3. Build real financial stability—together with the community: Publish a clear, time-bound plan to strengthen Harris Center’s finances, reduce inefficient overhead and protect frontline services now and in the future. Collaborate openly with UWHC, employees, county and city leadership, state partners, hospital systems, managed care plans, philanthropy, and other funders to close gaps without cutting care, and report progress publicly.

Why This Matters
- Clients first: Workforce cuts mean fewer appointments, longer waitlists, and more ER, jail, and shelter encounters—exactly what our community is trying to prevent.

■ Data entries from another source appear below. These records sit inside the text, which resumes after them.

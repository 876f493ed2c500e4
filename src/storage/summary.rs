//! Post-run summarization pass over the persisted CSV table.

use std::fs::OpenOptions;
use std::path::{Path, PathBuf};

use tracing::{info, warn};

use crate::storage::csv_buffer::StorageError;

/// What the summarization pass did.
#[derive(Debug, Clone, Copy, PartialEq, Eq)]
pub enum SummaryOutcome {
    /// One aggregate row was appended.
    Appended,
    /// A previous pass already summarized this file; nothing was written.
    AlreadySummarized,
    /// The target file does not exist; nothing was written.
    MissingFile,
}

/// Computes one aggregate row over the whole table and appends it.
///
/// Numeric columns get the arithmetic mean of their non-missing values;
/// textual columns get the most frequent value (first-encountered wins ties),
/// or `N/A` when no values exist. All-missing columns stay blank. The row is
/// appended without a header, in the file's existing column positions.
///
/// Running the pass twice would fold the first summary row into the second
/// aggregate, so a sidecar marker file (`<path>.summarized`) records a
/// completed pass; when the marker exists the call warns and no-ops.
pub fn append_summary(path: &Path) -> Result<SummaryOutcome, StorageError> {
    if !path.exists() {
        warn!(path = %path.display(), "output file missing, skipping summary");
        return Ok(SummaryOutcome::MissingFile);
    }

    let marker = marker_path(path);
    if marker.exists() {
        warn!(path = %path.display(), "file already summarized, skipping");
        return Ok(SummaryOutcome::AlreadySummarized);
    }

    let mut reader = csv::Reader::from_path(path)?;
    let column_count = reader.headers()?.len();

    // Column-major collection of raw cells; empty cells are missing values.
    let mut columns: Vec<Vec<String>> = vec![Vec::new(); column_count];
    for result in reader.records() {
        let row = result?;
        for (idx, cell) in row.iter().enumerate().take(column_count) {
            if !cell.is_empty() {
                columns[idx].push(cell.to_string());
            }
        }
    }

    let summary: Vec<String> = columns.iter().map(|values| summarize_column(values)).collect();

    let file = OpenOptions::new().append(true).open(path)?;
    let mut writer = csv::Writer::from_writer(file);
    writer.write_record(&summary)?;
    writer.flush().map_err(StorageError::Io)?;

    std::fs::write(&marker, b"")?;

    info!(path = %path.display(), "summary row appended");
    Ok(SummaryOutcome::Appended)
}

/// Sidecar marker recording a completed summarization pass.
fn marker_path(path: &Path) -> PathBuf {
    let mut s = path.as_os_str().to_os_string();
    s.push(".summarized");
    PathBuf::from(s)
}

/// Aggregates one column: mean when every value is numeric, mode otherwise.
fn summarize_column(values: &[String]) -> String {
    if values.is_empty() {
        // Nothing to aggregate; an all-missing numeric column stays blank.
        return String::new();
    }

    let numbers: Vec<f64> = values.iter().filter_map(|v| v.parse::<f64>().ok()).collect();
    if numbers.len() == values.len() {
        let mean = numbers.iter().sum::<f64>() / numbers.len() as f64;
        return mean.to_string();
    }

    mode(values).unwrap_or_else(|| "N/A".to_string())
}

/// Most frequent value; ties broken by first-encountered-during-scan order.
fn mode(values: &[String]) -> Option<String> {
    let mut counts: Vec<(&str, usize)> = Vec::new();
    for value in values {
        match counts.iter_mut().find(|(v, _)| *v == value.as_str()) {
            Some((_, count)) => *count += 1,
            None => counts.push((value.as_str(), 1)),
        }
    }

    // Strict > keeps the first-encountered value on ties; counts preserve
    // scan order.
    let mut best: Option<(&str, usize)> = None;
    for (value, count) in counts {
        if best.is_none_or(|(_, best_count)| count > best_count) {
            best = Some((value, count));
        }
    }
    best.map(|(value, _)| value.to_string())
}
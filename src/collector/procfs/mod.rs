//! Parsers and collectors for the Linux `/proc` virtual filesystem.

pub mod parser;
pub mod system;

pub use system::SystemCollector;
//! Liveness monitor that detects the monitored workload in the process table.

use std::path::Path;

use crate::collector::traits::FileSystem;

/// Polls the process table for a command-line token.
///
/// This is a stateless polling primitive, not an event subscription: each
/// call re-enumerates `/proc` from scratch.
pub struct LivenessMonitor<F: FileSystem> {
    fs: F,
    proc_path: String,
}

impl<F: FileSystem> LivenessMonitor<F> {
    /// Creates a new liveness monitor.
    ///
    /// # Arguments
    /// * `fs` - Filesystem implementation (real or mock)
    /// * `proc_path` - Base path to proc filesystem (usually "/proc")
    pub fn new(fs: F, proc_path: impl Into<String>) -> Self {
        Self {
            fs,
            proc_path: proc_path.into(),
        }
    }

    /// Returns true if any visible process's command line contains `token`,
    /// case-insensitively.
    ///
    /// Processes that exit between enumeration and inspection, or whose
    /// cmdline is unreadable, are skipped rather than reported as errors.
    /// First match wins; no ordering is guaranteed across processes.
    pub fn is_running(&self, token: &str) -> bool {
        let token = token.to_lowercase();

        let entries = match self.fs.read_dir(Path::new(&self.proc_path)) {
            Ok(entries) => entries,
            Err(_) => return false,
        };

        for entry in entries {
            // Only numeric directories are processes.
            let is_pid = entry
                .file_name()
                .and_then(|n| n.to_str())
                .is_some_and(|n| !n.is_empty() && n.bytes().all(|b| b.is_ascii_digit()));
            if !is_pid {
                continue;
            }

            let Ok(cmdline) = self.fs.read_to_string(&entry.join("cmdline")) else {
                continue;
            };

            let joined = cmdline.replace('\0', " ").to_lowercase();
            if joined.contains(&token) {
                return true;
            }
        }

        false
    }
}

#[cfg(test)]
mod tests {
    use super::*;
    use crate::collector::mock::MockFs;

    fn monitor(fs: MockFs) -> LivenessMonitor<MockFs> {
        LivenessMonitor::new(fs, "/proc")
    }

    #[test]
    fn matches_token_in_cmdline() {
        let mut fs = MockFs::new();
        fs.add_process(42, "/usr/bin/python3\0query_0.sql\0--flag\0");

        assert!(monitor(fs).is_running("query_0.sql"));
    }

    #[test]
    fn no_match_for_other_cmdline() {
        let mut fs = MockFs::new();
        fs.add_process(42, "/usr/bin/python3\0other.sql\0");

        assert!(!monitor(fs).is_running("query_0.sql"));
    }

    #[test]
    fn match_is_case_insensitive() {
        let mut fs = MockFs::new();
        fs.add_process(7, "/usr/bin/python3\0Query_0.SQL\0");

        assert!(monitor(fs).is_running("query_0.sql"));
    }

    #[test]
    fn empty_process_table_is_not_running() {
        let mut fs = MockFs::new();
        fs.add_dir("/proc");

        assert!(!monitor(fs).is_running("query_0.sql"));
    }

    #[test]
    fn missing_proc_root_is_not_running() {
        assert!(!monitor(MockFs::new()).is_running("query_0.sql"));
    }

    #[test]
    fn unreadable_cmdline_is_skipped() {
        let mut fs = MockFs::new();
        // Directory exists but cmdline file is absent (process exited or
        // permission denied).
        fs.add_dir("/proc/99");
        fs.add_process(100, "/usr/bin/python3\0query_0.sql\0");

        assert!(monitor(fs).is_running("query_0.sql"));
    }

    #[test]
    fn non_numeric_entries_are_ignored() {
        let mut fs = MockFs::new();
        fs.add_file("/proc/stat", "cpu 1 2 3 4\n");
        fs.add_file("/proc/self/cmdline", "query_0.sql\0");

        assert!(!monitor(fs).is_running("query_0.sql"));
    }
}
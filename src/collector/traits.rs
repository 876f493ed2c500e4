//! Abstractions for filesystem access to enable testing and mocking.
//!
//! The `FileSystem` trait allows the collectors to work with both the real
//! `/proc` filesystem on Linux and mock implementations for testing on macOS
//! or in CI.

use std::io;
use std::path::{Path, PathBuf};

/// Abstraction for filesystem operations.
///
/// This trait allows collectors to read from the real filesystem or from
/// a mock implementation for testing purposes.
pub trait FileSystem: Send + Sync {
    /// Reads the entire contents of a file as a string.
    fn read_to_string(&self, path: &Path) -> io::Result<String>;

    /// Checks if a path exists.
    fn exists(&self, path: &Path) -> bool;

    /// Lists entries in a directory.
    fn read_dir(&self, path: &Path) -> io::Result<Vec<PathBuf>>;
}

/// Real filesystem implementation that delegates to `std::fs`.
///
/// Use this in production to read from the actual `/proc` filesystem.
#[derive(Debug, Default, Clone, Copy)]
pub struct RealFs;

impl RealFs {
    /// Creates a new `RealFs` instance.
    pub fn new() -> Self {
        Self
    }
}

impl FileSystem for RealFs {
    fn read_to_string(&self, path: &Path) -> io::Result<String> {
        std::fs::read_to_string(path)
    }

    fn exists(&self, path: &Path) -> bool {
        path.exists()
    }

    fn read_dir(&self, path: &Path) -> io::Result<Vec<PathBuf>> {
        let entries = std::fs::read_dir(path)?;
        let mut paths = Vec::new();
        for entry in entries {
            paths.push(entry?.path());
        }
        Ok(paths)
    }
}

#[cfg(test)]
mod tests {
    use super::*;
    use std::env;

    #[test]
    fn real_fs_read_to_string() {
        let fs = RealFs::new();
        let cargo_toml = env::current_dir().unwrap().join("Cargo.toml");
        let content = fs.read_to_string(&cargo_toml).unwrap();
        assert!(content.contains("[package]"));
    }

    #[test]
    fn real_fs_exists() {
        let fs = RealFs::new();
        let cargo_toml = env::current_dir().unwrap().join("Cargo.toml");
        assert!(fs.exists(&cargo_toml));
        assert!(!fs.exists(Path::new("/nonexistent/path/12345")));
    }

    #[test]
    fn real_fs_read_dir() {
        let fs = RealFs::new();
        let src_dir = env::current_dir().unwrap().join("src");
        let entries = fs.read_dir(&src_dir).unwrap();
        assert!(!entries.is_empty());
    }
}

- Fiscal sense: Preventive, community-based care saves money and lives. Keeping teams intact avoids costly turnover, retraining, and service interruptions.

- Dignity for workers: The people who carry this mission deserve stability, fair treatment, and a path forward.

Harris County deserves a strong local mental health and IDD authority, which they have in the workers at The Harris Center for Mental Health and IDD. We urge leadership to meet these reasonable, urgent demands so we can keep essential services whole, protect workers, and safeguard our community.